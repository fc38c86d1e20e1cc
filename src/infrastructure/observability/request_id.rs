use std::fmt;

use axum::extract::Request;
use axum::http::HeaderValue;
use axum::middleware::Next;
use axum::response::Response;
use tracing::Instrument;
use uuid::Uuid;

pub const REQUEST_ID_HEADER: &str = "x-request-id";

/// Correlation id for one inbound request. Handlers pass it on to trace
/// metadata so a summary can be matched to its access log line.
#[derive(Clone, Debug, PartialEq, Eq)]
pub struct RequestId(String);

impl RequestId {
    pub fn new(value: impl Into<String>) -> Self {
        Self(value.into())
    }

    pub fn generate() -> Self {
        Self(Uuid::new_v4().to_string())
    }

    pub fn as_str(&self) -> &str {
        &self.0
    }
}

impl fmt::Display for RequestId {
    fn fmt(&self, f: &mut fmt::Formatter<'_>) -> fmt::Result {
        f.write_str(&self.0)
    }
}

pub async fn request_id_middleware(mut request: Request, next: Next) -> Response {
    let request_id = request
        .headers()
        .get(REQUEST_ID_HEADER)
        .and_then(|v| v.to_str().ok())
        .filter(|v| !v.trim().is_empty())
        .map(RequestId::new)
        .unwrap_or_else(RequestId::generate);

    request.extensions_mut().insert(request_id.clone());

    let span = tracing::info_span!(
        "request",
        request_id = %request_id,
        method = %request.method(),
        uri = %request.uri().path()
    );

    let mut response = next.run(request).instrument(span).await;

    if let Ok(header_value) = HeaderValue::from_str(request_id.as_str()) {
        response
            .headers_mut()
            .insert(REQUEST_ID_HEADER, header_value);
    }

    response
}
---
__TASK BRIEF__: Every entry above should be transcribed exactly and in full.

__WRITTEN SOLUTION__:
repository fc38c86d1e20e1cc
filename src/infrastructure/observability/request_id.rs
use std::fmt;

use axum::extract::Request;
use axum::http::HeaderValue;
use axum::middleware::Next;
use axum::response::Response;
use tracing::Instrument;
use uuid::Uuid;

pub const REQUEST_ID_HEADER: &str = "x-request-id";

/// Correlation id for one inbound request. Handlers pass it on to trace
/// metadata so a summary can be matched to its access log line.
#[derive(Clone, Debug, PartialEq, Eq)]
pub struct RequestId(String);

impl RequestId {
    pub fn new(value: impl Into<String>) -> Self {
        Self(value.into())
    }

    pub fn generate() -> Self {
        Self(Uuid::new_v4().to_string())
    }

    pub fn as_str(&self) -> &str {
        &self.0
    }
}

impl fmt::Display for RequestId {
    fn fmt(&self, f: &mut fmt::Formatter<'_>) -> fmt::Result {
        f.write_str(&self.0)
    }
}

pub async fn request_id_middleware(mut request: Request, next: Next) -> Response {
    let request_id = request
        .headers()
        .get(REQUEST_ID_HEADER)
        .and_then(|v| v.to_str().ok())
        .filter(|v| !v.trim().is_empty())
        .map(RequestId::new)
        .unwrap_or_else(RequestId::generate);

    request.extensions_mut().insert(request_id.clone());

    let span = tracing::info_span!(
        "request",
        request_id = %request_id,
        method = %request.method(),
        uri = %request.uri().path()
    );

    let mut response = next.run(request).instrument(span).await;

    if let Ok(header_value) = HeaderValue::from_str(request_id.as_str()) {
        response
            .headers_mut()
            .insert(REQUEST_ID_HEADER, header_value);
    }

    response
}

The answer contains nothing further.